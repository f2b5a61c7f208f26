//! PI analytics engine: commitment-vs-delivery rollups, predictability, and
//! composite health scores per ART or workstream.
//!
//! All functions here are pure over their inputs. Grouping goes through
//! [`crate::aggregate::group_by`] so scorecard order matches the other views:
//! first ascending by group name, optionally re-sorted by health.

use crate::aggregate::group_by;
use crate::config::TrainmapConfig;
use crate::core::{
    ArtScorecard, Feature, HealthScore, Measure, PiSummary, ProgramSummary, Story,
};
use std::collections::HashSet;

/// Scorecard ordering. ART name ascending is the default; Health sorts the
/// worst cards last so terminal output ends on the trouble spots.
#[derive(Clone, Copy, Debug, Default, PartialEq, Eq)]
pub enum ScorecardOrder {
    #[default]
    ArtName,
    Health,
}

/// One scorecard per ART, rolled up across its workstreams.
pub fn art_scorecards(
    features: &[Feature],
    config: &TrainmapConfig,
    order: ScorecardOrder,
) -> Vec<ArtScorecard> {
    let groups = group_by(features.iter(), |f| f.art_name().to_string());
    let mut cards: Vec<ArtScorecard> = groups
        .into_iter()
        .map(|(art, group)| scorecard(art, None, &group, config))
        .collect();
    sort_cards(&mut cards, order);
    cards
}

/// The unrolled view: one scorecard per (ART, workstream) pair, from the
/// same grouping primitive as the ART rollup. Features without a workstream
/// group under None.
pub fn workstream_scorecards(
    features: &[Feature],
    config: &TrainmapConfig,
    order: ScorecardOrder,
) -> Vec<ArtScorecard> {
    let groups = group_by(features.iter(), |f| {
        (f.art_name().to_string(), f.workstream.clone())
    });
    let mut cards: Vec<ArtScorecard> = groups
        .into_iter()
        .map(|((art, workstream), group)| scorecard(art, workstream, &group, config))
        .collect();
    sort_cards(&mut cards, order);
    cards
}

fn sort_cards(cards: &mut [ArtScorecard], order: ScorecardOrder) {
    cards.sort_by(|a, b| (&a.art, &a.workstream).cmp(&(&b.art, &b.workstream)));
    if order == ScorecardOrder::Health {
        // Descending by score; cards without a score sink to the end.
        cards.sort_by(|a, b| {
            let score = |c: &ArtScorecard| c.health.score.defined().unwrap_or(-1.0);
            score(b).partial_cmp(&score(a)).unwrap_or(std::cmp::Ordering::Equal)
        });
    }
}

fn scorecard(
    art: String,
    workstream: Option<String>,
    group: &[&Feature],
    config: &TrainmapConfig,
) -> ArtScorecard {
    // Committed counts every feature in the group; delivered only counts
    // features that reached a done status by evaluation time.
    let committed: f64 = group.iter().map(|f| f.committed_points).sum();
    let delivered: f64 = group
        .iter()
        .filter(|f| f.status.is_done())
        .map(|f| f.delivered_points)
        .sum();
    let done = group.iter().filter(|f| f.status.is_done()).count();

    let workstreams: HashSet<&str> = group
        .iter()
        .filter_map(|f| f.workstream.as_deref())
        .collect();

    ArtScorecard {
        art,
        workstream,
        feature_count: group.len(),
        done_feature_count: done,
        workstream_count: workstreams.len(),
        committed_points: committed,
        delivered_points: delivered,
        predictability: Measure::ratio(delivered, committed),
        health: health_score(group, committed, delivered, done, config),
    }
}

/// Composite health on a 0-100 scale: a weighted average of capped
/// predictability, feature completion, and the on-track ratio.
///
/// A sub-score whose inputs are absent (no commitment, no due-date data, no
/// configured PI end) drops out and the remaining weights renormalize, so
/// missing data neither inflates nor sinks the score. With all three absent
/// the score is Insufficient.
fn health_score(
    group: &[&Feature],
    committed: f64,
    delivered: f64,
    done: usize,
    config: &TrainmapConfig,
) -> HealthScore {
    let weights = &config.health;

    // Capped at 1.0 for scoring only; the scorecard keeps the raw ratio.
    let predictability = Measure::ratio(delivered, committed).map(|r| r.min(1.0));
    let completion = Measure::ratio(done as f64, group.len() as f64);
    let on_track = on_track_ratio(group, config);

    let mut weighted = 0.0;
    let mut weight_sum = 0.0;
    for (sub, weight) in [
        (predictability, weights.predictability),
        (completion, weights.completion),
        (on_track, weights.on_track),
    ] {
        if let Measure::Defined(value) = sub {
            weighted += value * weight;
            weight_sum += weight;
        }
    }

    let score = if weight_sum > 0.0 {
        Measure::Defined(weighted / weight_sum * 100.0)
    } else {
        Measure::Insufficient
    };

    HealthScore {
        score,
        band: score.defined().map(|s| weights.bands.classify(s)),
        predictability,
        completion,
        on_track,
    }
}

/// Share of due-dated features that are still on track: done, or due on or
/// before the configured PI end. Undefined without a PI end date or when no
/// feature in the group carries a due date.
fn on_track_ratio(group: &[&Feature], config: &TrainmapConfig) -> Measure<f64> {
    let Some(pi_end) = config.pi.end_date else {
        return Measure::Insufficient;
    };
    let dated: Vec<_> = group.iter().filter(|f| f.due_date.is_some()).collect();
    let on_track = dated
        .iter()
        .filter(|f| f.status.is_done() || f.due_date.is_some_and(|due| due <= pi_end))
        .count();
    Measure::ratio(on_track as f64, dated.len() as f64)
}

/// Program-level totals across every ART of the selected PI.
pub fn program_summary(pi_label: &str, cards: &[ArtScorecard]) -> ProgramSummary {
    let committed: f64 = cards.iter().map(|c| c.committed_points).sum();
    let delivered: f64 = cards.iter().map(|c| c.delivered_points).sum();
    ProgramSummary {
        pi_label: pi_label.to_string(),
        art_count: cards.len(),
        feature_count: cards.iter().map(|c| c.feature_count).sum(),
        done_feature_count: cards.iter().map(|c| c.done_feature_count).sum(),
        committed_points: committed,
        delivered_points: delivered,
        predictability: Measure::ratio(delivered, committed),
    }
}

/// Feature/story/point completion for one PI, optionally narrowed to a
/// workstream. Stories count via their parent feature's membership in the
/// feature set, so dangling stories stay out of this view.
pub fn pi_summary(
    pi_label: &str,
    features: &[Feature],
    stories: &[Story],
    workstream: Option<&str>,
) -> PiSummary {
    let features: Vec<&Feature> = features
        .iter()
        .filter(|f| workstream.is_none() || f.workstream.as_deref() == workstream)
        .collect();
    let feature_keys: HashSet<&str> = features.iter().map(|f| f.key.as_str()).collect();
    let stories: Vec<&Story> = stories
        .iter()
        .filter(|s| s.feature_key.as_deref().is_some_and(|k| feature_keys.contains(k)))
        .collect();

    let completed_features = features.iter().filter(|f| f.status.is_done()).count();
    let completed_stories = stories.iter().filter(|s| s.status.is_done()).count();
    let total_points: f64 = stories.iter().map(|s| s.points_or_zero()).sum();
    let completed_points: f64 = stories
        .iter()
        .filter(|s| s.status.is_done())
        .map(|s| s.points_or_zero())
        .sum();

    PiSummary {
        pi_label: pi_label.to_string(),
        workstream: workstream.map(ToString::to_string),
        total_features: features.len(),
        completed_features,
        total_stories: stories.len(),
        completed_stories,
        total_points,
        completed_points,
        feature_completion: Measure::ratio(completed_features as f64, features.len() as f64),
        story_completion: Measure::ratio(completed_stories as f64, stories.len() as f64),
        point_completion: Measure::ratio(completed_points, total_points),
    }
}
################
Problem statement: Reproduce the records above exactly. Leave nothing out.

Response for this exercise:
repository f2b5a61c7f208f26
//! PI analytics engine: commitment-vs-delivery rollups, predictability, and
//! composite health scores per ART or workstream.
//!
//! All functions here are pure over their inputs. Grouping goes through
//! [`crate::aggregate::group_by`] so scorecard order matches the other views:
//! first ascending by group name, optionally re-sorted by health.

use crate::aggregate::group_by;
use crate::config::TrainmapConfig;
use crate::core::{
    ArtScorecard, Feature, HealthScore, Measure, PiSummary, ProgramSummary, Story,
};
use std::collections::HashSet;

/// Scorecard ordering. ART name ascending is the default; Health sorts the
/// worst cards last so terminal output ends on the trouble spots.
#[derive(Clone, Copy, Debug, Default, PartialEq, Eq)]
pub enum ScorecardOrder {
    #[default]
    ArtName,
    Health,
}

/// One scorecard per ART, rolled up across its workstreams.
pub fn art_scorecards(
    features: &[Feature],
    config: &TrainmapConfig,
    order: ScorecardOrder,
) -> Vec<ArtScorecard> {
    let groups = group_by(features.iter(), |f| f.art_name().to_string());
    let mut cards: Vec<ArtScorecard> = groups
        .into_iter()
        .map(|(art, group)| scorecard(art, None, &group, config))
        .collect();
    sort_cards(&mut cards, order);
    cards
}

/// The unrolled view: one scorecard per (ART, workstream) pair, from the
/// same grouping primitive as the ART rollup. Features without a workstream
/// group under None.
pub fn workstream_scorecards(
    features: &[Feature],
    config: &TrainmapConfig,
    order: ScorecardOrder,
) -> Vec<ArtScorecard> {
    let groups = group_by(features.iter(), |f| {
        (f.art_name().to_string(), f.workstream.clone())
    });
    let mut cards: Vec<ArtScorecard> = groups
        .into_iter()
        .map(|((art, workstream), group)| scorecard(art, workstream, &group, config))
        .collect();
    sort_cards(&mut cards, order);
    cards
}

fn sort_cards(cards: &mut [ArtScorecard], order: ScorecardOrder) {
    cards.sort_by(|a, b| (&a.art, &a.workstream).cmp(&(&b.art, &b.workstream)));
    if order == ScorecardOrder::Health {
        // Descending by score; cards without a score sink to the end.
        cards.sort_by(|a, b| {
            let score = |c: &ArtScorecard| c.health.score.defined().unwrap_or(-1.0);
            score(b).partial_cmp(&score(a)).unwrap_or(std::cmp::Ordering::Equal)
        });
    }
}

fn scorecard(
    art: String,
    workstream: Option<String>,
    group: &[&Feature],
    config: &TrainmapConfig,
) -> ArtScorecard {
    // Committed counts every feature in the group; delivered only counts
    // features that reached a done status by evaluation time.
    let committed: f64 = group.iter().map(|f| f.committed_points).sum();
    let delivered: f64 = group
        .iter()
        .filter(|f| f.status.is_done())
        .map(|f| f.delivered_points)
        .sum();
    let done = group.iter().filter(|f| f.status.is_done()).count();

    let workstreams: HashSet<&str> = group
        .iter()
        .filter_map(|f| f.workstream.as_deref())
        .collect();

    ArtScorecard {
        art,
        workstream,
        feature_count: group.len(),
        done_feature_count: done,
        workstream_count: workstreams.len(),
        committed_points: committed,
        delivered_points: delivered,
        predictability: Measure::ratio(delivered, committed),
        health: health_score(group, committed, delivered, done, config),
    }
}

/// Composite health on a 0-100 scale: a weighted average of capped
/// predictability, feature completion, and the on-track ratio.
///
/// A sub-score whose inputs are absent (no commitment, no due-date data, no
/// configured PI end) drops out and the remaining weights renormalize, so
/// missing data neither inflates nor sinks the score. With all three absent
/// the score is Insufficient.
fn health_score(
    group: &[&Feature],
    committed: f64,
    delivered: f64,
    done: usize,
    config: &TrainmapConfig,
) -> HealthScore {
    let weights = &config.health;

    // Capped at 1.0 for scoring only; the scorecard keeps the raw ratio.
    let predictability = Measure::ratio(delivered, committed).map(|r| r.min(1.0));
    let completion = Measure::ratio(done as f64, group.len() as f64);
    let on_track = on_track_ratio(group, config);

    let mut weighted = 0.0;
    let mut weight_sum = 0.0;
    for (sub, weight) in [
        (predictability, weights.predictability),
        (completion, weights.completion),
        (on_track, weights.on_track),
    ] {
        if let Measure::Defined(value) = sub {
            weighted += value * weight;
            weight_sum += weight;
        }
    }

    let score = if weight_sum > 0.0 {
        Measure::Defined(weighted / weight_sum * 100.0)
    } else {
        Measure::Insufficient
    };

    HealthScore {
        score,
        band: score.defined().map(|s| weights.bands.classify(s)),
        predictability,
        completion,
        on_track,
    }
}

/// Share of due-dated features that are still on track: done, or due on or
/// before the configured PI end. Undefined without a PI end date or when no
/// feature in the group carries a due date.
fn on_track_ratio(group: &[&Feature], config: &TrainmapConfig) -> Measure<f64> {
    let Some(pi_end) = config.pi.end_date else {
        return Measure::Insufficient;
    };
    let dated: Vec<_> = group.iter().filter(|f| f.due_date.is_some()).collect();
    let on_track = dated
        .iter()
        .filter(|f| f.status.is_done() || f.due_date.is_some_and(|due| due <= pi_end))
        .count();
    Measure::ratio(on_track as f64, dated.len() as f64)
}

/// Program-level totals across every ART of the selected PI.
pub fn program_summary(pi_label: &str, cards: &[ArtScorecard]) -> ProgramSummary {
    let committed: f64 = cards.iter().map(|c| c.committed_points).sum();
    let delivered: f64 = cards.iter().map(|c| c.delivered_points).sum();
    ProgramSummary {
        pi_label: pi_label.to_string(),
        art_count: cards.len(),
        feature_count: cards.iter().map(|c| c.feature_count).sum(),
        done_feature_count: cards.iter().map(|c| c.done_feature_count).sum(),
        committed_points: committed,
        delivered_points: delivered,
        predictability: Measure::ratio(delivered, committed),
    }
}

/// Feature/story/point completion for one PI, optionally narrowed to a
/// workstream. Stories count via their parent feature's membership in the
/// feature set, so dangling stories stay out of this view.
pub fn pi_summary(
    pi_label: &str,
    features: &[Feature],
    stories: &[Story],
    workstream: Option<&str>,
) -> PiSummary {
    let features: Vec<&Feature> = features
        .iter()
        .filter(|f| workstream.is_none() || f.workstream.as_deref() == workstream)
        .collect();
    let feature_keys: HashSet<&str> = features.iter().map(|f| f.key.as_str()).collect();
    let stories: Vec<&Story> = stories
        .iter()
        .filter(|s| s.feature_key.as_deref().is_some_and(|k| feature_keys.contains(k)))
        .collect();

    let completed_features = features.iter().filter(|f| f.status.is_done()).count();
    let completed_stories = stories.iter().filter(|s| s.status.is_done()).count();
    let total_points: f64 = stories.iter().map(|s| s.points_or_zero()).sum();
    let completed_points: f64 = stories
        .iter()
        .filter(|s| s.status.is_done())
        .map(|s| s.points_or_zero())
        .sum();

    PiSummary {
        pi_label: pi_label.to_string(),
        workstream: workstream.map(ToString::to_string),
        total_features: features.len(),
        completed_features,
        total_stories: stories.len(),
        completed_stories,
        total_points,
        completed_points,
        feature_completion: Measure::ratio(completed_features as f64, features.len() as f64),
        story_completion: Measure::ratio(completed_stories as f64, stories.len() as f64),
        point_completion: Measure::ratio(completed_points, total_points),
    }
}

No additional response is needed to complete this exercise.